Jakarta -
Pendidikan anak jadi salah satu perihal nan perlu dipersiapkan orang tua dengan matang. Terutama di usia preschool namalain Pendidikan Anak Usia Dini (PAUD).
Karena menyadari pentingnya keterlibatan orang tua dalam pendidikan anak, ketiga Bunda ini rela meninggalkan pekerjaan masing-masing. Bahkan, ada nan mempunyai gelar master lho, Bunda!
Ya, dr. Elaine Kim adalah master dan pengusaha asal Singapura. Ia adalah salah seorang founder dan CEO Trehaus, sebuah perusahaan nan mendirikan PAUD Trehaus School.

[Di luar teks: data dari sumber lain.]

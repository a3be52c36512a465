//! MySQL data source.
//!
//! sqlx is async; the run is a single blocking sequence. [`MySqlSource`]
//! owns a current-thread tokio runtime and blocks on every call, so callers
//! see a plain synchronous connection.

use super::{Connector, ConnectionError, DataSource, QueryError};
use chrono::{NaiveDate, NaiveDateTime};
use nr_common::{Column, ColumnKind, Table, Value};
use nr_config::Configuration;
use sqlx::mysql::{MySqlConnectOptions, MySqlConnection, MySqlRow};
use sqlx::{Column as _, Connection, Executor, Row, Statement, TypeInfo, ValueRef};
use tokio::runtime::{Builder, Runtime};
use tracing::{debug, info, trace};

/// Opens [`MySqlSource`] connections.
#[derive(Debug, Clone, Copy, Default)]
pub struct MySqlConnector;

impl Connector for MySqlConnector {
    type Source = MySqlSource;

    fn connect(&self, config: &Configuration) -> Result<MySqlSource, ConnectionError> {
        let settings = config.database_settings()?;
        let runtime = Builder::new_current_thread()
            .enable_all()
            .build()
            .map_err(ConnectionError::Runtime)?;

        let options = MySqlConnectOptions::new()
            .host(&settings.host)
            .port(settings.port)
            .username(&settings.user)
            .password(&settings.password)
            .database(&settings.database);

        let conn = runtime
            .block_on(MySqlConnection::connect_with(&options))
            .map_err(|err| ConnectionError::Connect {
                host: settings.host.clone(),
                port: settings.port,
                database: settings.database.clone(),
                message: err.to_string(),
            })?;

        info!(
            host = %settings.host,
            port = settings.port,
            database = %settings.database,
            "Connected to data source"
        );
        Ok(MySqlSource {
            runtime,
            conn: Some(conn),
        })
    }
}

/// A blocking MySQL connection.
#[derive(Debug)]
pub struct MySqlSource {
    runtime: Runtime,
    conn: Option<MySqlConnection>,
}

impl DataSource for MySqlSource {
    fn query(&mut self, sql: &str) -> Result<Table, QueryError> {
        let conn = self.conn.as_mut().ok_or(QueryError::Closed)?;
        self.runtime.block_on(fetch_table(conn, sql))
    }

    fn close(&mut self) -> Result<(), QueryError> {
        match self.conn.take() {
            Some(conn) => {
                self.runtime.block_on(conn.close()).map_err(execution)?;
                debug!("Data source connection closed");
                Ok(())
            }
            None => Ok(()),
        }
    }
}

async fn fetch_table(conn: &mut MySqlConnection, sql: &str) -> Result<Table, QueryError> {
    // Preparing first gives column metadata even when no rows come back.
    let statement = (&mut *conn).prepare(sql).await.map_err(execution)?;
    let columns: Vec<(Column, String)> = statement
        .columns()
        .iter()
        .map(|c| {
            let type_name = c.type_info().name().to_string();
            (Column::new(c.name(), column_kind(&type_name)), type_name)
        })
        .collect();

    let rows = statement
        .query()
        .fetch_all(&mut *conn)
        .await
        .map_err(execution)?;

    let type_names: Vec<String> = columns.iter().map(|(_, t)| t.clone()).collect();
    let mut table = Table::with_columns(columns.into_iter().map(|(c, _)| c).collect())?;
    for row in &rows {
        let values = (0..type_names.len())
            .map(|index| {
                decode_value(row, index, &type_names[index]).map_err(|err| QueryError::Decode {
                    column: table.columns()[index].source.clone(),
                    message: err.to_string(),
                })
            })
            .collect::<Result<Vec<_>, _>>()?;
        trace!(?values, "Row");
        table.push_row(values)?;
    }
    Ok(table)
}

fn execution(err: sqlx::Error) -> QueryError {
    QueryError::Execution(err.to_string())
}

fn is_integer_type(type_name: &str) -> bool {
    let base = type_name.split_whitespace().next().unwrap_or_default();
    matches!(
        base,
        "TINYINT" | "SMALLINT" | "MEDIUMINT" | "INT" | "BIGINT" | "BOOLEAN" | "YEAR" | "BIT"
    )
}

/// Semantic kind for a MySQL type name as reported by sqlx.
pub fn column_kind(type_name: &str) -> ColumnKind {
    match type_name {
        "DATETIME" | "TIMESTAMP" | "DATE" => ColumnKind::Timestamp,
        "DECIMAL" | "FLOAT" | "DOUBLE" => ColumnKind::Numeric,
        t if is_integer_type(t) => ColumnKind::Numeric,
        _ => ColumnKind::Text,
    }
}

fn decode_value(row: &MySqlRow, index: usize, type_name: &str) -> Result<Value, sqlx::Error> {
    if row.try_get_raw(index)?.is_null() {
        return Ok(Value::Null);
    }

    let value = match type_name {
        "DATETIME" | "TIMESTAMP" => Value::Timestamp(row.try_get_unchecked::<NaiveDateTime, _>(index)?),
        "DATE" => {
            let date = row.try_get_unchecked::<NaiveDate, _>(index)?;
            date.and_hms_opt(0, 0, 0).map_or(Value::Null, Value::Timestamp)
        }
        "FLOAT" | "DOUBLE" => Value::Float(row.try_get_unchecked::<f64, _>(index)?),
        "DECIMAL" => {
            let text = row.try_get_unchecked::<String, _>(index)?;
            match text.parse::<f64>() {
                Ok(x) => Value::Float(x),
                Err(_) => Value::Text(text),
            }
        }
        t if is_integer_type(t) && t.ends_with("UNSIGNED") => {
            let n = row.try_get_unchecked::<u64, _>(index)?;
            i64::try_from(n).map_or_else(|_| Value::Text(n.to_string()), Value::Integer)
        }
        t if is_integer_type(t) => Value::Integer(row.try_get_unchecked::<i64, _>(index)?),
        _ => match row.try_get_unchecked::<String, _>(index) {
            Ok(text) => Value::Text(text),
            Err(_) => {
                let bytes = row.try_get_unchecked::<Vec<u8>, _>(index)?;
                Value::Text(String::from_utf8_lossy(&bytes).into_owned())
            }
        },
    };
    Ok(value)
}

Setelah jadi orang tua, dia menginginkan pendidikan anak yang lebih baik lagi.
"Kita perlu mendefinisikan ulang gimana langkah kita mengajar anak-anak," ujar Elaine, saat Grand Opening Trehaus School Jakarta di Sentral Senayan I, Kamis (27/6).

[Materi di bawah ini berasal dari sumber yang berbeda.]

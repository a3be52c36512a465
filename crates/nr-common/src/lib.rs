//! Nightly report shared types.
//!
//! - [`Table`]: typed, ordered columns with row-major values
//! - [`ReportDefinition`]: a titled query and its column rules
//! - [`builtin_definitions`]: the reports run when configuration does not
//!   override them

pub mod definition;
pub mod table;

pub use definition::{builtin_definitions, ReportDefinition};
pub use table::{escape_html, Anchor, Column, ColumnKind, Table, TableError, Value};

Wanita nan berprofesi master selama 10 tahun ini merasa senang sekali bisa mendirikan sekolah di Indonesia. Menurutnya, kehidupan anak-anak saat ini sudah terdistraksi oleh teknologi nan makin berkembang.
Oleh lantaran itu, preschool nan didirikan ini tak hanya konsentrasi pada langkah mengajar, tapi juga mementingkan pendidikan karakter dan partisipasi orang tua. Jadi selain belajar, anak betul-betul memahami apa nan mereka pelajari.

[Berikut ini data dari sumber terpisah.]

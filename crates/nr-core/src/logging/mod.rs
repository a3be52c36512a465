//! Structured logging for nightly-report runs.
//!
//! Provides dual-mode logging:
//! - Human-readable lines for interactive use and cron mail
//! - Machine-parseable JSONL for log shippers
//!
//! The stream goes to stderr, or is appended to a log file. Each run opens
//! a root span carrying its `run_id`; per-report spans add the report title
//! and output id, so every event can be traced back to its section.

pub mod config;

pub use config::{LogConfig, LogFormat, LogLevel};

use std::fs::OpenOptions;
use std::io::IsTerminal;
use std::sync::Mutex;
use thiserror::Error;
use tracing_subscriber::fmt::writer::BoxMakeWriter;
use tracing_subscriber::layer::SubscriberExt;
use tracing_subscriber::util::SubscriberInitExt;
use tracing_subscriber::{fmt, EnvFilter};

/// Errors from logging setup.
#[derive(Debug, Error)]
pub enum LoggingError {
    #[error("cannot open log file {path}: {source}")]
    LogFile {
        path: std::path::PathBuf,
        #[source]
        source: std::io::Error,
    },

    #[error("a global subscriber is already installed")]
    AlreadyInitialized,
}

/// Initialize the logging subsystem.
///
/// Must be called once at startup before any logging occurs. `RUST_LOG`
/// overrides the level derived from `config`.
pub fn init_logging(config: &LogConfig) -> Result<(), LoggingError> {
    let filter = EnvFilter::try_from_default_env()
        .unwrap_or_else(|_| EnvFilter::new(config.filter_directive()));

    let (writer, use_ansi) = match &config.file {
        Some(path) => {
            let file = OpenOptions::new()
                .create(true)
                .append(true)
                .open(path)
                .map_err(|source| LoggingError::LogFile {
                    path: path.clone(),
                    source,
                })?;
            (BoxMakeWriter::new(Mutex::new(file)), false)
        }
        None => (
            BoxMakeWriter::new(std::io::stderr),
            std::io::stderr().is_terminal(),
        ),
    };

    let result = match config.format {
        LogFormat::Human => {
            let fmt_layer = fmt::layer()
                .with_writer(writer)
                .with_target(false)
                .with_thread_ids(false)
                .with_thread_names(false)
                .with_ansi(use_ansi);

            if config.timestamps {
                tracing_subscriber::registry()
                    .with(filter)
                    .with(fmt_layer)
                    .try_init()
            } else {
                tracing_subscriber::registry()
                    .with(filter)
                    .with(fmt_layer.without_time())
                    .try_init()
            }
        }
        LogFormat::Jsonl => {
            let json_layer = fmt::layer()
                .json()
                .with_writer(writer)
                .with_current_span(true)
                .with_span_list(true);
            tracing_subscriber::registry()
                .with(filter)
                .with(json_layer)
                .try_init()
        }
    };

    result.map_err(|_| LoggingError::AlreadyInitialized)
}

/// Generate a unique run ID for this invocation.
pub fn generate_run_id() -> String {
    let uuid = uuid::Uuid::new_v4().simple().to_string();
    // Shorten to first 12 hex chars for readability
    format!("run-{}", &uuid[..12])
}

#[cfg(test)]
mod tests {
    use super::*;

    #[test]
    fn test_generate_run_id() {
        let id1 = generate_run_id();
        let id2 = generate_run_id();

        assert!(id1.starts_with("run-"));
        assert_eq!(id1.len(), 16);
        assert!(id1[4..].chars().all(|c| c.is_ascii_hexdigit()));
        assert_ne!(id1, id2);
    }

    #[test]
    fn test_unwritable_log_file_is_reported() {
        let dir = tempfile::tempdir().unwrap();
        let config = LogConfig {
            file: Some(dir.path().join("missing-dir").join("run.log")),
            ..Default::default()
        };
        assert!(matches!(
            init_logging(&config),
            Err(LoggingError::LogFile { .. })
        ));
    }
}
//! Config file path discovery.
//!
//! Resolution order: CLI argument → environment variables → working
//! directory → XDG config directory.

use crate::error::ConfigError;
use std::path::{Path, PathBuf};

/// Where the config file was found.
#[derive(Debug, Clone, Copy, PartialEq, Eq)]
pub enum ConfigSource {
    /// Explicitly provided via CLI argument.
    CliArgument,
    /// Set via environment variable.
    Environment,
    /// `config.json` in the current working directory.
    WorkingDirectory,
    /// Found in XDG config directory.
    XdgConfig,
}

impl std::fmt::Display for ConfigSource {
    fn fmt(&self, f: &mut std::fmt::Formatter<'_>) -> std::fmt::Result {
        match self {
            ConfigSource::CliArgument => write!(f, "CLI argument"),
            ConfigSource::Environment => write!(f, "environment variable"),
            ConfigSource::WorkingDirectory => write!(f, "working directory"),
            ConfigSource::XdgConfig => write!(f, "XDG config"),
        }
    }
}

/// A located config file.
#[derive(Debug, Clone, PartialEq, Eq)]
pub struct ResolvedPath {
    pub path: PathBuf,
    pub source: ConfigSource,
}

/// Environment variable names.
pub const ENV_CONFIG_PATH: &str = "NIGHTLY_REPORT_CONFIG";
pub const ENV_CONFIG_DIR: &str = "NIGHTLY_REPORT_CONFIG_DIR";

/// Standard config file name.
pub const CONFIG_FILENAME: &str = "config.json";

/// Application name for XDG directories.
const APP_NAME: &str = "nightly-report";

/// Locate the config file.
///
/// An explicit CLI path is authoritative: if it does not exist the search
/// stops there rather than silently falling back to another file.
pub fn resolve_config_path(cli_path: Option<&Path>) -> Result<ResolvedPath, ConfigError> {
    let mut searched = Vec::new();

    // 1. CLI argument
    if let Some(path) = cli_path {
        if path.is_file() {
            return Ok(found(path.to_path_buf(), ConfigSource::CliArgument));
        }
        return Err(ConfigError::NotFound {
            searched: path.display().to_string(),
        });
    }

    // 2. Environment variable (direct path)
    if let Ok(env_path) = std::env::var(ENV_CONFIG_PATH) {
        let path = PathBuf::from(env_path);
        if path.is_file() {
            return Ok(found(path, ConfigSource::Environment));
        }
        searched.push(path);
    }

    // 3. Environment variable (config dir)
    if let Ok(config_dir) = std::env::var(ENV_CONFIG_DIR) {
        let path = PathBuf::from(config_dir).join(CONFIG_FILENAME);
        if path.is_file() {
            return Ok(found(path, ConfigSource::Environment));
        }
        searched.push(path);
    }

    // 4. Working directory
    let local = PathBuf::from(CONFIG_FILENAME);
    if local.is_file() {
        return Ok(found(local, ConfigSource::WorkingDirectory));
    }
    searched.push(local);

    // 5. XDG config directory
    if let Some(xdg_config) = dirs::config_dir() {
        let path = xdg_config.join(APP_NAME).join(CONFIG_FILENAME);
        if path.is_file() {
            return Ok(found(path, ConfigSource::XdgConfig));
        }
        searched.push(path);
    }

    Err(ConfigError::NotFound {
        searched: searched
            .iter()
            .map(|p| p.display().to_string())
            .collect::<Vec<_>>()
            .join(", "),
    })
}

fn found(path: PathBuf, source: ConfigSource) -> ResolvedPath {
    tracing::debug!(path = %path.display(), %source, "Resolved config file");
    ResolvedPath { path, source }
}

Elaine meyakini, usia awal adalah usia emas di mana orang tua kudu datang dalam pendidikan anak. nan terpenting agar anak sukses adalah peran dan keterlibatan orang tua. Konsep inilah nan diusung sekolah PAUD nan dia dirikan.
"Saya berharap, kami bisa memberikan pendidikan terbaik untuk anak-anak di sekolah, membikin mereka mencintai proses belajar di usia dini," tutur Elaine.
dr. Elaine Kim saat Grand Opening Trehaus School Jakarta, Kamis (27/6)/ Foto: Muhayati Faridatun/HaiBunda
Guru tak hanya mengajar
Hal nan sama juga disampaikan Co-founder lain, Elizabeth Wu. Ibu tiga anak ini percaya, kedekatan orang tua dengan anak bisa membikin anak-anak lebih senang belajar. Selain itu, anak-anak juga merasa aman.
"Setelah meninggalkan karier, saya mau melakukan nan terbaik untuk anak-anak. Saya tidak mau terkungkung dengan pilihan pendidikan nan ada," ungkap Elizabeth di aktivitas nan sama.
Alasan itulah nan mendorong dirinya mendirikan sekolah anak usia dini. Menurutnya, peran pembimbing dalam proses belajar dan mengajar juga tak kalah penting. Ia menekankan, tanggungjawab pembimbing tak hanya mengajar anak-anak.
"Kami mendorong guru-guru tidak hanya mengajar tapi juga terus belajar," ucap wanita nan mempunyai pengalaman sebagai pendidik.
Ia menegaskan, para pembimbing nan mengajar sudah mengikuti pelatihan, mempunyai kecintaan pada anak-anak, dan mencintai pekerjaannya. Baginya, seberapa banyak pengalaman pembimbing dalam mengajar bukan perihal nan utama.
Di kesempatan nan sama, Co-founder Sabrina Tan mengatakan, dirinya sangat optimistis mendirikan PAUD di Jakarta. Terlebih menurutnya, Trehaus School terletak di letak terbaik dekat area perkantoran.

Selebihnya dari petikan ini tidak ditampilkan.